%%

//! MainMenu — start / load / settings / exit
//!
//! # Архитектура
//! - Buttons + ConfirmationDialog ищутся по NodePath в `ready()`
//! - Optional элементы (load, settings, dialog) могут отсутствовать:
//!   фича отключается через `MenuCapabilities`, ошибка логируется один раз
//! - Handlers (`#[func]`) шлют `MenuInput` в ECS (`MenuPlugin` + `MenuFlow`
//!   в SimulationBridge), `process()` забирает `MenuCommand` и исполняет
//! - Persistence: `RonSaveService` в SimulationBridge (`user://savegame.ron`)
//!
//! Signals уже подключённые в редакторе не дублируются.

use godot::classes::{
    Button, ConfirmationDialog, Control, IControl, InputEvent, PackedScene, ResourceLoader,
};
use godot::global::Error;
use godot::prelude::*;
use leapfall_simulation::{logger, MenuCapabilities, MenuCommand, MenuFlow, MenuInput};

use crate::simulation_bridge::{find_bridge, with_bridge, SimulationBridge, DEFAULT_BRIDGE_PATH};

#[derive(GodotClass)]
#[class(base=Control)]
pub struct MainMenu {
    base: Base<Control>,

    #[export]
    simulation_bridge_path: NodePath,

    #[export]
    start_button_path: NodePath,

    #[export]
    load_button_path: NodePath,

    #[export]
    settings_button_path: NodePath,

    #[export]
    exit_button_path: NodePath,

    #[export]
    confirmation_dialog_path: NodePath,

    bridge: Option<Gd<SimulationBridge>>,

    confirmation_dialog: Option<Gd<ConfirmationDialog>>,
    cancel_action: StringName,
}

#[godot_api]
impl IControl for MainMenu {
    fn init(base: Base<Control>) -> Self {
        Self {
            base,
            simulation_bridge_path: NodePath::from(DEFAULT_BRIDGE_PATH),
            start_button_path: NodePath::from("VBoxContainer/Start"),
            load_button_path: NodePath::from("VBoxContainer/Load"),
            settings_button_path: NodePath::from("VBoxContainer/Settings"),
            exit_button_path: NodePath::from("VBoxContainer/Exit"),
            confirmation_dialog_path: NodePath::from("NewGameConfirmationDialog"),
            bridge: None,
            confirmation_dialog: None,
            cancel_action: StringName::from("ui_cancel"),
        }
    }

    fn ready(&mut self) {
        let bridge = find_bridge(&self.base(), &self.simulation_bridge_path);
        self.bridge = bridge;

        let config = with_bridge(&mut self.bridge, |bridge| bridge.gameplay_config())
            .unwrap_or_default();
        self.cancel_action = StringName::from(config.input.cancel_action.as_str());

        let dialog = self
            .base()
            .try_get_node_as::<ConfirmationDialog>(&self.confirmation_dialog_path);
        self.confirmation_dialog = dialog;

        let start_button = self.find_button(&self.start_button_path);
        let load_button = self.find_button(&self.load_button_path);
        let settings_button = self.find_button(&self.settings_button_path);
        let exit_button = self.find_button(&self.exit_button_path);

        if start_button.is_none() {
            logger::log_warning("⚠️ Start button not found. Check the node path.");
        }

        let capabilities = MenuCapabilities {
            confirmation_dialog: self.confirmation_dialog.is_some(),
            settings: settings_button.is_some(),
            load: load_button.is_some(),
        };
        capabilities.report_missing();
        with_bridge(&mut self.bridge, |bridge| {
            if let Some(mut flow) = bridge
                .world_mut()
                .and_then(|world| world.get_resource_mut::<MenuFlow>())
            {
                flow.set_capabilities(capabilities);
            }
        });

        self.connect_button(start_button, "on_start_new_game_pressed");
        self.connect_button(load_button, "on_load_game_pressed");
        self.connect_button(settings_button, "on_settings_button_pressed");
        self.connect_button(exit_button, "on_exit_pressed");
        self.connect_dialog();

        self.base_mut().set_process_unhandled_input(true);

        logger::log("✅ MainMenu ready");
    }

    fn process(&mut self, _delta: f64) {
        let commands = with_bridge(&mut self.bridge, |bridge| {
            bridge.drain_events::<MenuCommand>()
        })
        .unwrap_or_default();

        for command in commands {
            self.execute(command);
        }
    }

    fn unhandled_input(&mut self, event: Gd<InputEvent>) {
        if !event.is_action_pressed(&self.cancel_action) {
            return;
        }

        if let Some(mut viewport) = self.base().get_viewport() {
            viewport.set_input_as_handled();
        }
        logger::log("ESC pressed in Main Menu");
    }
}

#[godot_api]
impl MainMenu {
    #[func]
    pub fn on_start_new_game_pressed(&mut self) {
        logger::log("🎮 Start pressed");
        self.send(MenuInput::StartNewGame);
    }

    #[func]
    pub fn on_load_game_pressed(&mut self) {
        logger::log("🎮 Load pressed");
        self.send(MenuInput::LoadGame);
    }

    #[func]
    pub fn on_settings_button_pressed(&mut self) {
        self.send(MenuInput::Settings);
    }

    #[func]
    pub fn on_exit_pressed(&mut self) {
        self.send(MenuInput::Exit);
    }

    #[func]
    pub fn on_confirm_new_game(&mut self) {
        self.send(MenuInput::ConfirmNewGame);
    }

    #[func]
    pub fn on_cancel_new_game(&mut self) {
        self.send(MenuInput::CancelNewGame);
    }

    fn send(&mut self, input: MenuInput) {
        with_bridge(&mut self.bridge, |bridge| bridge.send_event(input));
    }

    fn find_button(&self, path: &NodePath) -> Option<Gd<Button>> {
        if path.is_empty() {
            return None;
        }
        self.base().try_get_node_as::<Button>(path)
    }

    /// Подключить `pressed` → handler (если ещё не подключён в редакторе)
    fn connect_button(&self, button: Option<Gd<Button>>, handler: &str) {
        let Some(mut button) = button else {
            return;
        };

        let callable = self.base().callable(handler);
        if !button.is_connected("pressed", &callable) {
            button.connect("pressed", &callable);
        }
    }

    fn connect_dialog(&mut self) {
        let confirmed = self.base().callable("on_confirm_new_game");
        let canceled = self.base().callable("on_cancel_new_game");

        let Some(dialog) = self.confirmation_dialog.as_mut() else {
            return;
        };

        if !dialog.is_connected("confirmed", &confirmed) {
            dialog.connect("confirmed", &confirmed);
        }
        if !dialog.is_connected("canceled", &canceled) {
            dialog.connect("canceled", &canceled);
        }
    }

    /// MenuCommand → Godot API
    fn execute(&mut self, command: MenuCommand) {
        match command {
            MenuCommand::Stay => {}
            MenuCommand::ShowConfirmation => {
                if let Some(dialog) = self.confirmation_dialog.as_mut() {
                    dialog.popup_centered();
                }
            }
            MenuCommand::ChangeLevel(level) => self.change_level(&level),
            MenuCommand::OpenSettings(scene_path) => self.open_settings(&scene_path),
            MenuCommand::Quit => {
                if let Some(mut tree) = self.base().get_tree() {
                    tree.quit();
                }
            }
        }
    }

    fn change_level(&mut self, level: &str) {
        let Some(mut tree) = self.base().get_tree() else {
            logger::log_error("❌ MainMenu: SceneTree not available");
            return;
        };

        let result = tree.change_scene_to_file(level);
        if result != Error::OK {
            logger::log_error(&format!(
                "❌ Failed to change scene to {}: {:?}",
                level, result
            ));
        }
    }

    /// Settings view как child overlay; отсутствие scene — не фатально
    fn open_settings(&mut self, scene_path: &str) {
        let Some(scene) = load_packed_scene(scene_path) else {
            logger::log_error("❌ Failed to load settings scene.");
            return;
        };

        let Some(settings) = scene.instantiate() else {
            logger::log_error(&format!("❌ Failed to instantiate settings scene: {}", scene_path));
            return;
        };

        self.base_mut().add_child(&settings);
        logger::log("⚙️ Settings opened");
    }
}

/// Load PackedScene from Godot resource path (None если ресурса нет)
fn load_packed_scene(path: &str) -> Option<Gd<PackedScene>> {
    let mut resource_loader = ResourceLoader::singleton();

    if !resource_loader.exists(path) {
        return None;
    }

    resource_loader
        .load(path)
        .and_then(|resource| resource.try_cast::<PackedScene>().ok())
}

%%

## Prompt
The answer should consist of every line from the listing above that includes the word "VBoxContainer".

## Answer space
            start_button_path: NodePath::from("VBoxContainer/Start"),
            load_button_path: NodePath::from("VBoxContainer/Load"),
            settings_button_path: NodePath::from("VBoxContainer/Settings"),
            exit_button_path: NodePath::from("VBoxContainer/Exit"),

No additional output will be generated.